In the 1970s, Milgram suggested that his findings helped explain American military atrocities in Vietnam. More recently, they’ve found new life as a staple of debates about torture at Abu Ghraib and Guantánamo. In business-school ethics courses, the experiments are cited to warn budding middle managers about the perils of blindly following orders from up the food chain. To a remarkable degree, Milgram’s early research has come to serve as a kind of all-purpose lighting for discussions about the human heart of darkness.
After tracking down one of Milgram's research analysts, Perry found reason to believe that most test subjects knew they were taking part in a low-stakes charade.
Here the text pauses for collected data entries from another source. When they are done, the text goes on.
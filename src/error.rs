/* This file is part of DarkFi (https://dark.fi)
 *
 * Copyright (C) 2020-2025 Dyne.org foundation
 *
 * This program is free software: you can redistribute it and/or modify
 * it under the terms of the GNU Affero General Public License as
 * published by the Free Software Foundation, either version 3 of the
 * License, or (at your option) any later version.
 *
 * This program is distributed in the hope that it will be useful,
 * but WITHOUT ANY WARRANTY; without even the implied warranty of
 * MERCHANTABILITY or FITNESS FOR A PARTICULAR PURPOSE.  See the
 * GNU Affero General Public License for more details.
 *
 * You should have received a copy of the GNU Affero General Public License
 * along with this program.  If not, see <https://www.gnu.org/licenses/>.
 */

// Hello developer. Please add your error to the according subsection
// that is commented, or make a new subsection. Keep it clean.

/// Main result type used throughout the codebase.
pub type Result<T> = std::result::Result<T, Error>;

/// General library errors used throughout the codebase.
#[derive(Debug, Clone, thiserror::Error)]
pub enum Error {
    // ==============
    // Parsing errors
    // ==============
    #[error("Parse failed: {0}")]
    ParseFailed(&'static str),

    #[error(transparent)]
    UrlParseError(#[from] url::ParseError),

    #[error("Failed converting b58 string to PeerId")]
    PeerIdFromStr,

    #[error("JSON parse error: {0}")]
    JsonParseError(String),

    #[error("Malformed seed list: {0}")]
    SeedParse(String),

    #[error("Malformed access list: {0}")]
    AccessListParse(String),

    // ===============
    // Encoding errors
    // ===============
    #[error("decode failed: {0}")]
    DecodeError(String),

    // ============
    // Route errors
    // ============
    #[error("Route has no destination peer id")]
    RouteDestinationMissing,

    #[error("Route hop #{0} has no peer id")]
    IncompleteHop(usize),

    #[error("Route contains a loop")]
    RouteHasLoop,

    // ======================
    // Network-related errors
    // ======================
    #[error("Unsupported seed location scheme: {0}")]
    UnsupportedScheme(String),

    #[error("Connection failed")]
    ConnectFailed,

    #[error("Connection timed out")]
    ConnectTimeout,

    #[error("HTTP response parse failed")]
    HttpParse,

    #[error("HTTP request failed with status {0}")]
    HttpStatus(u16),

    #[error("Document larger than {0} bytes")]
    DocumentTooLarge(u64),

    #[error("Seed discovery failed: {0}")]
    DiscoveryFailed(String),

    // =================
    // Dispatcher errors
    // =================
    #[error("Unknown dispatcher account")]
    UnknownAccount,

    #[error("Dispatcher account is closed")]
    AccountClosed,

    // ====================
    // Miscellaneous errors
    // ====================
    #[error("IO error: {0}")]
    Io(std::io::ErrorKind),
}

impl From<std::io::Error> for Error {
    fn from(err: std::io::Error) -> Self {
        Self::Io(err.kind())
    }
}

impl From<tinyjson::JsonParseError> for Error {
    fn from(err: tinyjson::JsonParseError) -> Self {
        Self::JsonParseError(err.to_string())
    }
}
/// Dispatcher configuration. Negative or inconsistent values are clamped
/// when the dispatcher is created.
#[derive(Clone, Debug)]
pub struct DispatcherConfig {
    /// Name used in log messages
    pub name: String,
    /// Number of accounts the reserved pool is sized for
    pub min_accounts: i64,
    /// Items each account is guaranteed from the reserved pool
    pub min_reserved_per_account: i64,
    /// Upper bound on the items an account may hold as its own share
    pub max_reserved_per_account: i64,
    /// Size of the shared extra pool
    pub extra_items: i64,
    /// Items an account may borrow from the extra pool. Negative means the
    /// whole extra pool.
    pub max_extra_per_account: i64,
    /// Items of the extra pool never handed out as account shares
    pub min_extra_pool_floor: i64,
    /// Serve starved accounts in arrival order
    pub round_robin: bool,
}

impl Default for DispatcherConfig {
    fn default() -> Self {
        Self {
            name: "dispatcher".to_string(),
            min_accounts: 1,
            min_reserved_per_account: 1,
            max_reserved_per_account: 1,
            extra_items: 0,
            max_extra_per_account: -1,
            min_extra_pool_floor: 0,
            round_robin: false,
        }
    }
}

struct Account<T> {
    /// Items still available to this account. Goes negative when items
    /// are borrowed from the extra pool.
    balance: i64,
    /// Portion of the share taken from the reserved pool
    reserved_share: i64,
    /// Portion of the share taken from the extra pool
    extra_share: i64,
    /// Lowest value `balance` may reach
    extra_floor: i64,
    needs_item: bool,
    /// A task is parked in `acquire_item()`
    waiting: bool,
    /// An item was handed to the parked task and not yet picked up
    handed_off: bool,
    user_object: T,
    signal: Arc<GrantSignal>,
}

impl<T> Account<T> {
    fn share(&self) -> i64 {
        self.reserved_share + self.extra_share
    }

    fn borrowed(&self) -> i64 {
        (-self.balance).max(0)
    }

    /// Whether the account is starved and could take an item from the
    /// extra pool.
    fn can_borrow(&self) -> bool {
        self.needs_item && self.balance <= 0 && self.balance > self.extra_floor
    }

    /// Record that this account was given an item by someone else.
    fn deliver(&mut self) {
        self.needs_item = false;
        if self.waiting {
            self.handed_off = true;
            self.signal.notify();
        }
    }
}

struct DispatcherState<T> {
    reserved_pool: i64,
    extra_pool: i64,
    next_id: u64,
    accounts: HashMap<AccountId, Account<T>>,
    /// Starved accounts in the order they became eligible
    eligible: VecDeque<AccountId>,
}

/// Fair-share dispatcher of abstract items (connection slots, worker
/// threads...) across client accounts.
///
/// Every account gets a share taken from the reserved pool, and possibly
/// from the extra pool, when it is opened. Once an account has used up its
/// share it may borrow from the extra pool, up to its own limit. With
/// round-robin enabled, items given back to the extra pool go to starved
/// accounts in the order they asked.
///
/// All state sits behind one lock; every operation is short and never
/// blocks on I/O.
pub struct ResourceDispatcher<T> {
    name: String,
    round_robin: bool,
    min_reserved_per_account: i64,
    max_reserved_per_account: i64,
    max_extra_per_account: i64,
    min_extra_pool_floor: i64,
    state: Mutex<DispatcherState<T>>,
}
But how much does Milgram’s work really illuminate? In 2004, Gina Perry, an Australian journalist and psychologist, was conducting research for an article on Milgram when she learned about a Yale archive containing hundreds of audiotapes documenting his obedience research. Intrigued, she flew to New Haven and started listening to the tapes. Over time she became more interested in Milgram’s subjects—and what they revealed about his experiments—than in the scientist himself.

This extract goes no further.